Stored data
★ ★ ★

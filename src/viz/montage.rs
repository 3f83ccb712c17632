//! Grids of cropped records sharing one colour scale.

use image::{Rgba, RgbaImage};
use ndarray::{s, ArrayView2};
use serde_derive::*;
use tracing::warn;

use super::{
    canvas,
    heatmap::{render_heatmap, HeatmapOptions},
    palette::Colormap,
    value_range,
};
use crate::{
    error::{Error, Result},
    record::{RecordSet, Selector},
};

/// Rectangle enclosing the valid pixels of a matrix.
#[derive(Serialize, Deserialize, Debug, Clone, Copy, PartialEq, Eq)]
pub struct BoundingBox {
    pub row: usize,
    pub col: usize,
    pub height: usize,
    pub width: usize,
}

impl BoundingBox {
    pub fn crop<'a>(&self, m: ArrayView2<'a, f64>) -> ArrayView2<'a, f64> {
        m.slice_move(s![
            self.row..self.row + self.height,
            self.col..self.col + self.width
        ])
    }
}

/// `None` when every pixel is missing.
pub fn bounding_box(m: ArrayView2<'_, f64>) -> Option<BoundingBox> {
    let mut found: Option<(usize, usize, usize, usize)> = None;
    for ((r, c), v) in m.indexed_iter() {
        if !v.is_finite() {
            continue;
        }
        found = Some(match found {
            None => (r, r, c, c),
            Some((r0, r1, c0, c1)) => (r0.min(r), r1.max(r), c0.min(c), c1.max(c)),
        });
    }
    found.map(|(r0, r1, c0, c1)| BoundingBox {
        row: r0,
        col: c0,
        height: r1 - r0 + 1,
        width: c1 - c0 + 1,
    })
}

/// Columns and rows of a grid holding `n` items. `ncol`
/// defaults to `ceil(sqrt(n))`.
pub fn grid_shape(n: usize, ncol: Option<usize>) -> (usize, usize) {
    let ncol = ncol
        .unwrap_or_else(|| (n as f64).sqrt().ceil() as usize)
        .max(1);
    (ncol, (n + ncol - 1) / ncol)
}

#[derive(Serialize, Deserialize, Debug, Clone, PartialEq)]
#[serde(default)]
pub struct MontageOptions {
    pub ncol: Option<usize>,
    pub colormap: Colormap,
    pub range: Option<(f64, f64)>,
    pub selector: Selector,
    pub scale: u32,
    /// Gap between cells, in output pixels.
    pub padding: u32,
    pub background: [u8; 4],
}

impl Default for MontageOptions {
    fn default() -> Self {
        MontageOptions {
            ncol: None,
            colormap: Colormap::default(),
            range: None,
            selector: Selector::Processed,
            scale: 1,
            padding: 2,
            background: [0, 0, 0, 0],
        }
    }
}

/// Crop every record to its bounding box and colour it
/// on a range shared by all records. Records without valid
/// pixels yield `None`.
pub(crate) fn render_tiles(
    set: &RecordSet,
    selector: Selector,
    colormap: Colormap,
    range: Option<(f64, f64)>,
    scale: u32,
) -> Result<Vec<Option<RgbaImage>>> {
    if set.is_empty() {
        return Err(Error::EmptyInput("no records to lay out".into()));
    }
    let crops: Vec<(&str, Option<ArrayView2<'_, f64>>)> = set
        .iter()
        .map(|(name, rec)| {
            let m = rec.selected(selector);
            (name, bounding_box(m).map(|b| b.crop(m)))
        })
        .collect();

    let range = match range {
        Some(r) => r,
        None => crops
            .iter()
            .filter_map(|(_, c)| c.as_ref().and_then(|c| value_range(c.iter())))
            .fold(None, |acc: Option<(f64, f64)>, (lo, hi)| match acc {
                None => Some((lo, hi)),
                Some((a, b)) => Some((a.min(lo), b.max(hi))),
            })
            .ok_or_else(|| Error::EmptyInput("no record has valid pixels".into()))?,
    };

    let heat = HeatmapOptions {
        colormap,
        range: Some(range),
        scale,
    };
    crops
        .into_iter()
        .map(|(name, crop)| match crop {
            Some(c) => render_heatmap(c, &heat).map(Some),
            None => {
                warn!(record = %name, "no valid pixels; leaving it out of the layout");
                Ok(None)
            }
        })
        .collect()
}

/// Largest tile width and height.
pub(crate) fn cell_size<'a, I>(tiles: I) -> (u32, u32)
where
    I: IntoIterator<Item = &'a RgbaImage>,
{
    tiles
        .into_iter()
        .fold((1, 1), |(w, h), t| (w.max(t.width()), h.max(t.height())))
}

/// Lay out every record of `set` in a grid. Cells are as
/// large as the largest bounding box, and each crop is
/// centred in its cell.
pub fn render_montage(set: &RecordSet, opts: &MontageOptions) -> Result<RgbaImage> {
    let tiles = render_tiles(set, opts.selector, opts.colormap, opts.range, opts.scale)?;
    let (cell_w, cell_h) = cell_size(tiles.iter().flatten());

    let (ncol, nrow) = grid_shape(tiles.len(), opts.ncol);
    let pad = opts.padding;
    let mut out = canvas::blank(
        ncol as u32 * (cell_w + pad) + pad,
        nrow as u32 * (cell_h + pad) + pad,
        Rgba(opts.background),
    );
    for (i, tile) in tiles.iter().enumerate() {
        if let Some(tile) = tile {
            let (row, col) = ((i / ncol) as u32, (i % ncol) as u32);
            let x = pad + col * (cell_w + pad) + (cell_w - tile.width()) / 2;
            let y = pad + row * (cell_h + pad) + (cell_h - tile.height()) / 2;
            canvas::paste(&mut out, tile, x as i64, y as i64);
        }
    }
    Ok(out)
}

#[cfg(test)]
mod tests {
    use super::*;
    use crate::record::{ThermalRecord, MISSING};
    use ndarray::{array, Array2};

    #[test]
    fn bounding_box_of_valid_pixels() {
        let m = array![
            [MISSING, MISSING, MISSING],
            [MISSING, 1., MISSING],
            [MISSING, 2., 3.]
        ];
        let b = bounding_box(m.view()).expect("bbox");
        assert_eq!(
            b,
            BoundingBox {
                row: 1,
                col: 1,
                height: 2,
                width: 2
            }
        );
        assert_eq!(b.crop(m.view()).dim(), (2, 2));
        assert!(bounding_box(Array2::from_elem((2, 2), MISSING).view()).is_none());
    }

    #[test]
    fn default_grid_is_square_ish() {
        assert_eq!(grid_shape(5, None), (3, 2));
        assert_eq!(grid_shape(4, None), (2, 2));
        assert_eq!(grid_shape(1, None), (1, 1));
        assert_eq!(grid_shape(5, Some(5)), (5, 1));
    }

    #[test]
    fn cells_are_sized_by_largest_crop() -> Result<()> {
        let mut set = RecordSet::new();
        let mut big = Array2::from_elem((6, 6), MISSING);
        big.slice_mut(s![1..5, 0..3]).fill(30.);
        set.insert("big", ThermalRecord::from_matrix(big, "big")?);
        set.insert("small", ThermalRecord::from_matrix(array![[35.]], "small")?);
        set.insert("empty", ThermalRecord::from_matrix(array![[MISSING]], "empty")?);

        let opts = MontageOptions {
            colormap: Colormap::Gray,
            padding: 1,
            ..MontageOptions::default()
        };
        let img = render_montage(&set, &opts)?;
        // 3 records -> 2 columns x 2 rows of 3x4 cells
        assert_eq!(img.dimensions(), (2 * (3 + 1) + 1, 2 * (4 + 1) + 1));
        // "big" is the darkest value of the shared range
        assert_eq!(img.get_pixel(1, 1), &Rgba([0, 0, 0, 255]));
        // "small" sits in the middle of the second cell
        assert_eq!(img.get_pixel(1 + 4 + 1, 1 + 1), &Rgba([255, 255, 255, 255]));
        assert_eq!(img.get_pixel(1 + 4, 1)[3], 0);
        Ok(())
    }

    #[test]
    fn empty_inputs() -> Result<()> {
        assert!(render_montage(&RecordSet::new(), &MontageOptions::default()).is_err());
        let mut set = RecordSet::new();
        set.insert("x", ThermalRecord::from_matrix(array![[MISSING]], "x")?);
        assert!(matches!(
            render_montage(&set, &MontageOptions::default()),
            Err(Error::EmptyInput(_))
        ));
        Ok(())
    }
}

★ ★ ★

Write out exactly the lines that fall from the line with "ncol as u32" to the line with "let x = pad" in the records above, keeping both ends.

**ANSWER FOR THIS EXERCISE**.
        ncol as u32 * (cell_w + pad) + pad,
        nrow as u32 * (cell_h + pad) + pad,
        Rgba(opts.background),
    );
    for (i, tile) in tiles.iter().enumerate() {
        if let Some(tile) = tile {
            let (row, col) = ((i / ncol) as u32, (i % ncol) as u32);
            let x = pad + col * (cell_w + pad) + (cell_w - tile.width()) / 2;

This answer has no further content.